**Task item:** Find the lines below that contain the string "description". Copy each one.

**Extracted information:**
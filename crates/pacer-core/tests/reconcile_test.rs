//! Integration tests for compare and rewrite against a real database.

use chrono::NaiveDate;
use uuid::Uuid;

use pacer_core::ingest::{ProviderActivity, import_activities};
use pacer_core::planner::{self, TrainingPlanDoc};
use pacer_core::reconcile::{self, CompareOutcome, ProposedWorkout, ReconcileError, Verdict};
use pacer_db::queries::workouts;
use pacer_test_utils::TestDb;

fn date(s: &str) -> NaiveDate {
    NaiveDate::parse_from_str(s, "%Y-%m-%d").unwrap()
}

fn proposal(day: &str, km: f64) -> ProposedWorkout {
    ProposedWorkout::new(date(day), km)
}

async fn seed_plan(db: &TestDb, user: &str, workouts: Vec<ProposedWorkout>) -> Uuid {
    let doc = TrainingPlanDoc {
        user_id: user.to_string(),
        goal: "test plan".to_string(),
        workouts,
    };
    planner::create_plan(&db.pool, &doc)
        .await
        .expect("create_plan should succeed")
        .plan
        .id
}

fn run(id: i64, sport: &str, start: &str, meters: f64, secs: i64) -> ProviderActivity {
    ProviderActivity {
        id,
        name: Some(format!("{sport} {id}")),
        sport_type: Some(sport.to_string()),
        start_date_local: Some(start.to_string()),
        distance: Some(meters),
        moving_time: Some(secs),
        elapsed_time: Some(secs),
        average_speed: Some(meters / secs as f64),
        ..Default::default()
    }
}

/// `(date, km)` pairs for a plan, in date order.
async fn schedule(db: &TestDb, plan_id: Uuid) -> Vec<(NaiveDate, f64)> {
    workouts::list_workouts_for_plan(&db.pool, plan_id)
        .await
        .unwrap()
        .into_iter()
        .map(|w| (w.scheduled_date, w.distance_km))
        .collect()
}

// -----------------------------------------------------------------------
// Compare
// -----------------------------------------------------------------------

#[tokio::test]
async fn compare_five_planned_two_run_is_missed() {
    let db = TestDb::new().await;
    let plan_id = seed_plan(&db, "user_123", vec![proposal("2026-01-01", 5.0)]).await;

    let summary = import_activities(
        &db.pool,
        "user_123",
        vec![run(1, "Run", "2026-01-01T07:00:00Z", 2000.0, 700)],
    )
    .await;
    assert_eq!(summary.upserted, 1);

    let outcome = reconcile::compare(&db.pool, "user_123", date("2026-01-01"))
        .await
        .unwrap();
    let report = outcome.report().expect("a workout was scheduled");
    assert_eq!(report.plan_id, plan_id);
    assert_eq!(report.planned_km, 5.0);
    assert_eq!(report.actual_km, 2.0);
    assert_eq!(report.compliance_percent, 40.0);
    assert_eq!(report.verdict, Verdict::Missed);

    db.teardown().await;
}

#[tokio::test]
async fn compare_unscheduled_day() {
    let db = TestDb::new().await;
    seed_plan(&db, "user_123", vec![proposal("2026-01-01", 5.0)]).await;
    import_activities(
        &db.pool,
        "user_123",
        vec![run(1, "Run", "2026-01-02T07:00:00Z", 8000.0, 2400)],
    )
    .await;

    let outcome = reconcile::compare(&db.pool, "user_123", date("2026-01-02"))
        .await
        .unwrap();
    assert_eq!(
        outcome,
        CompareOutcome::NotScheduled {
            date: date("2026-01-02")
        }
    );

    // Another user's plan is not this user's schedule.
    let outcome = reconcile::compare(&db.pool, "someone_else", date("2026-01-01"))
        .await
        .unwrap();
    assert!(outcome.report().is_none());

    db.teardown().await;
}

#[tokio::test]
async fn compare_with_no_runs_is_zero() {
    let db = TestDb::new().await;
    seed_plan(&db, "u", vec![proposal("2026-01-01", 5.0)]).await;

    let outcome = reconcile::compare(&db.pool, "u", date("2026-01-01")).await.unwrap();
    let report = outcome.report().unwrap();
    assert_eq!(report.actual_km, 0.0);
    assert_eq!(report.compliance_percent, 0.0);
    assert_eq!(report.verdict, Verdict::Missed);
    assert_eq!(report.avg_speed_mps, None);

    db.teardown().await;
}

#[tokio::test]
async fn compare_zero_planned_distance_does_not_fault() {
    let db = TestDb::new().await;
    seed_plan(&db, "u", vec![proposal("2026-01-01", 0.0)]).await;
    import_activities(&db.pool, "u", vec![run(1, "Run", "2026-01-01T07:00:00Z", 3000.0, 900)]).await;

    let outcome = reconcile::compare(&db.pool, "u", date("2026-01-01")).await.unwrap();
    let report = outcome.report().unwrap();
    assert_eq!(report.compliance_percent, 0.0);
    assert_eq!(report.actual_km, 3.0);
    assert_eq!(report.verdict, Verdict::Missed);

    db.teardown().await;
}

#[tokio::test]
async fn compare_exactly_half_is_good() {
    let db = TestDb::new().await;
    seed_plan(&db, "u", vec![proposal("2026-01-01", 10.0)]).await;
    import_activities(&db.pool, "u", vec![run(1, "Run", "2026-01-01T07:00:00Z", 5000.0, 1500)]).await;

    let outcome = reconcile::compare(&db.pool, "u", date("2026-01-01")).await.unwrap();
    let report = outcome.report().unwrap();
    assert_eq!(report.compliance_percent, 50.0);
    assert_eq!(report.verdict, Verdict::Good);

    db.teardown().await;
}

#[tokio::test]
async fn compare_counts_only_runs_and_sums_them() {
    let db = TestDb::new().await;
    seed_plan(&db, "u", vec![proposal("2026-01-01", 10.0)]).await;
    import_activities(
        &db.pool,
        "u",
        vec![
            run(1, "TrailRun", "2026-01-01T07:00:00Z", 4000.0, 1600),
            run(2, "VirtualRun", "2026-01-01T19:00:00Z", 5000.0, 1500),
            run(3, "Ride", "2026-01-01T12:00:00Z", 30000.0, 3600),
            run(4, "Run", "2026-01-02T00:10:00Z", 6000.0, 1800),
        ],
    )
    .await;

    let outcome = reconcile::compare(&db.pool, "u", date("2026-01-01")).await.unwrap();
    let report = outcome.report().unwrap();
    assert_eq!(report.actual_km, 9.0);
    assert_eq!(report.compliance_percent, 90.0);
    assert_eq!(report.verdict, Verdict::Good);
    assert!(report.avg_speed_mps.is_some());

    db.teardown().await;
}

#[tokio::test]
async fn compare_blank_user_is_invalid() {
    let db = TestDb::new().await;
    let err = reconcile::compare(&db.pool, "  ", date("2026-01-01"))
        .await
        .unwrap_err();
    assert!(matches!(err, ReconcileError::InvalidInput(_)));
    db.teardown().await;
}

// -----------------------------------------------------------------------
// Rewrite
// -----------------------------------------------------------------------

#[tokio::test]
async fn rewrite_replaces_tail_from_cutoff() {
    let db = TestDb::new().await;
    let plan_id = seed_plan(
        &db,
        "u",
        vec![proposal("2026-01-01", 5.0), proposal("2026-01-03", 10.0)],
    )
    .await;

    let result = reconcile::rewrite(
        &db.pool,
        plan_id,
        &[proposal("2026-01-04", 8.0), proposal("2026-01-02", 3.0)],
    )
    .await
    .unwrap();

    assert_eq!(result.plan_id, plan_id);
    assert_eq!(result.cutoff, date("2026-01-02"));
    assert_eq!(result.deleted, 1);
    assert_eq!(result.inserted, 2);

    assert_eq!(
        schedule(&db, plan_id).await,
        vec![
            (date("2026-01-01"), 5.0),
            (date("2026-01-02"), 3.0),
            (date("2026-01-04"), 8.0),
        ]
    );

    db.teardown().await;
}

#[tokio::test]
async fn rewrite_stamps_owner_and_defaults() {
    let db = TestDb::new().await;
    let plan_id = seed_plan(&db, "owner", vec![proposal("2026-01-01", 5.0)]).await;

    reconcile::rewrite(
        &db.pool,
        plan_id,
        &[proposal("2026-01-05", 6.0), proposal("2026-01-06", 12.0).with_type("Long Run")],
    )
    .await
    .unwrap();

    let rows = workouts::list_workouts_for_plan(&db.pool, plan_id).await.unwrap();
    assert!(rows.iter().all(|w| w.user_id == "owner"));
    assert_eq!(rows[1].workout_type, "Run");
    assert_eq!(rows[2].workout_type, "Long Run");

    db.teardown().await;
}

#[tokio::test]
async fn rewrite_is_idempotent() {
    let db = TestDb::new().await;
    let plan_id = seed_plan(
        &db,
        "u",
        vec![proposal("2026-01-01", 5.0), proposal("2026-01-03", 10.0)],
    )
    .await;
    let batch = [proposal("2026-01-02", 3.0), proposal("2026-01-04", 8.0)];

    reconcile::rewrite(&db.pool, plan_id, &batch).await.unwrap();
    let once = schedule(&db, plan_id).await;

    let second = reconcile::rewrite(&db.pool, plan_id, &batch).await.unwrap();
    assert_eq!(second.deleted, 2);
    assert_eq!(second.inserted, 2);
    assert_eq!(schedule(&db, plan_id).await, once);

    db.teardown().await;
}

#[tokio::test]
async fn rewrite_leaves_earlier_workouts_and_other_plans_alone() {
    let db = TestDb::new().await;
    let plan_id = seed_plan(
        &db,
        "u",
        vec![
            proposal("2026-01-01", 5.0),
            proposal("2026-01-02", 6.0),
            proposal("2026-01-10", 10.0),
        ],
    )
    .await;
    let other = seed_plan(&db, "u", vec![proposal("2026-01-10", 7.0)]).await;

    reconcile::rewrite(&db.pool, plan_id, &[proposal("2026-01-05", 4.0)])
        .await
        .unwrap();

    assert_eq!(
        schedule(&db, plan_id).await,
        vec![
            (date("2026-01-01"), 5.0),
            (date("2026-01-02"), 6.0),
            (date("2026-01-05"), 4.0),
        ]
    );
    assert_eq!(schedule(&db, other).await, vec![(date("2026-01-10"), 7.0)]);

    db.teardown().await;
}

#[tokio::test]
async fn rewrite_failure_midway_rolls_back() {
    let db = TestDb::new().await;
    let plan_id = seed_plan(
        &db,
        "u",
        vec![proposal("2026-01-01", 5.0), proposal("2026-01-03", 10.0)],
    )
    .await;
    let before = schedule(&db, plan_id).await;

    // The trigger rejects the second row after the delete and the first
    // insert have run.
    sqlx::query(
        "CREATE FUNCTION reject_marked_workout() RETURNS trigger LANGUAGE plpgsql AS $$
         BEGIN
             IF NEW.description = 'reject me' THEN
                 RAISE EXCEPTION 'marked workout rejected';
             END IF;
             RETURN NEW;
         END $$",
    )
    .execute(&db.pool)
    .await
    .unwrap();
    sqlx::query(
        "CREATE TRIGGER reject_marked_workout BEFORE INSERT ON workouts \
         FOR EACH ROW EXECUTE FUNCTION reject_marked_workout()",
    )
    .execute(&db.pool)
    .await
    .unwrap();

    let batch = [
        proposal("2026-01-02", 3.0),
        ProposedWorkout {
            description: Some("reject me".to_string()),
            ..proposal("2026-01-04", 8.0)
        },
        proposal("2026-01-05", 9.0),
    ];
    let err = reconcile::rewrite(&db.pool, plan_id, &batch).await.unwrap_err();
    assert!(matches!(err, ReconcileError::Store(_)), "got {err:?}");

    assert_eq!(schedule(&db, plan_id).await, before);

    db.teardown().await;
}

#[tokio::test]
async fn long_workout_labels_are_stored_as_given() {
    let db = TestDb::new().await;
    let plan_id = seed_plan(&db, "u", vec![proposal("2026-01-01", 5.0)]).await;

    let label = "Progressive long run with 3x2km at half-marathon effort and strides";
    assert!(label.len() > 64);

    let result = reconcile::rewrite(
        &db.pool,
        plan_id,
        &[proposal("2026-01-02", 14.0).with_type(label)],
    )
    .await
    .unwrap();
    assert_eq!(result.inserted, 1);

    let rows = workouts::list_workouts_for_plan(&db.pool, plan_id).await.unwrap();
    assert_eq!(rows[1].workout_type, label);

    db.teardown().await;
}

#[tokio::test]
async fn rewrite_unknown_plan_is_not_found() {
    let db = TestDb::new().await;
    let plan_id = seed_plan(&db, "u", vec![proposal("2026-01-01", 5.0)]).await;

    let missing = Uuid::new_v4();
    let err = reconcile::rewrite(&db.pool, missing, &[proposal("2026-01-01", 3.0)])
        .await
        .unwrap_err();
    assert!(err.is_not_found());
    assert_eq!(err.to_string(), format!("plan {missing} not found"));

    assert_eq!(schedule(&db, plan_id).await, vec![(date("2026-01-01"), 5.0)]);
    assert!(schedule(&db, missing).await.is_empty());

    db.teardown().await;
}

#[tokio::test]
async fn rewrite_rejects_bad_batches_without_touching_the_plan() {
    let db = TestDb::new().await;
    let plan_id = seed_plan(&db, "u", vec![proposal("2026-01-01", 5.0)]).await;

    let err = reconcile::rewrite(&db.pool, plan_id, &[]).await.unwrap_err();
    assert!(matches!(err, ReconcileError::InvalidInput(_)));

    let err = reconcile::rewrite(&db.pool, plan_id, &[proposal("2026-01-01", -1.0)])
        .await
        .unwrap_err();
    assert!(matches!(err, ReconcileError::InvalidInput(_)));

    let err = reconcile::rewrite(&db.pool, plan_id, &[proposal("2026-01-01", f64::NAN)])
        .await
        .unwrap_err();
    assert!(matches!(err, ReconcileError::InvalidInput(_)));

    assert_eq!(schedule(&db, plan_id).await, vec![(date("2026-01-01"), 5.0)]);

    db.teardown().await;
}

#[tokio::test]
async fn concurrent_rewrites_of_one_plan_do_not_interleave() {
    let db = TestDb::new().await;
    let plan_id = seed_plan(
        &db,
        "u",
        vec![proposal("2026-01-01", 5.0), proposal("2026-01-03", 10.0)],
    )
    .await;

    let a = [proposal("2026-01-02", 3.0), proposal("2026-01-04", 8.0)];
    let b = [
        proposal("2026-01-02", 4.0),
        proposal("2026-01-05", 9.0),
        proposal("2026-01-06", 11.0),
    ];

    let (ra, rb) = tokio::join!(
        reconcile::rewrite(&db.pool, plan_id, &a),
        reconcile::rewrite(&db.pool, plan_id, &b),
    );
    ra.unwrap();
    rb.unwrap();

    let kept = (date("2026-01-01"), 5.0);
    let as_a = vec![kept, (date("2026-01-02"), 3.0), (date("2026-01-04"), 8.0)];
    let as_b = vec![
        kept,
        (date("2026-01-02"), 4.0),
        (date("2026-01-05"), 9.0),
        (date("2026-01-06"), 11.0),
    ];
    let got = schedule(&db, plan_id).await;
    assert!(got == as_a || got == as_b, "interleaved result: {got:?}");

    db.teardown().await;
}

**Task answer:**
             IF NEW.description = 'reject me' THEN
            description: Some("reject me".to_string()),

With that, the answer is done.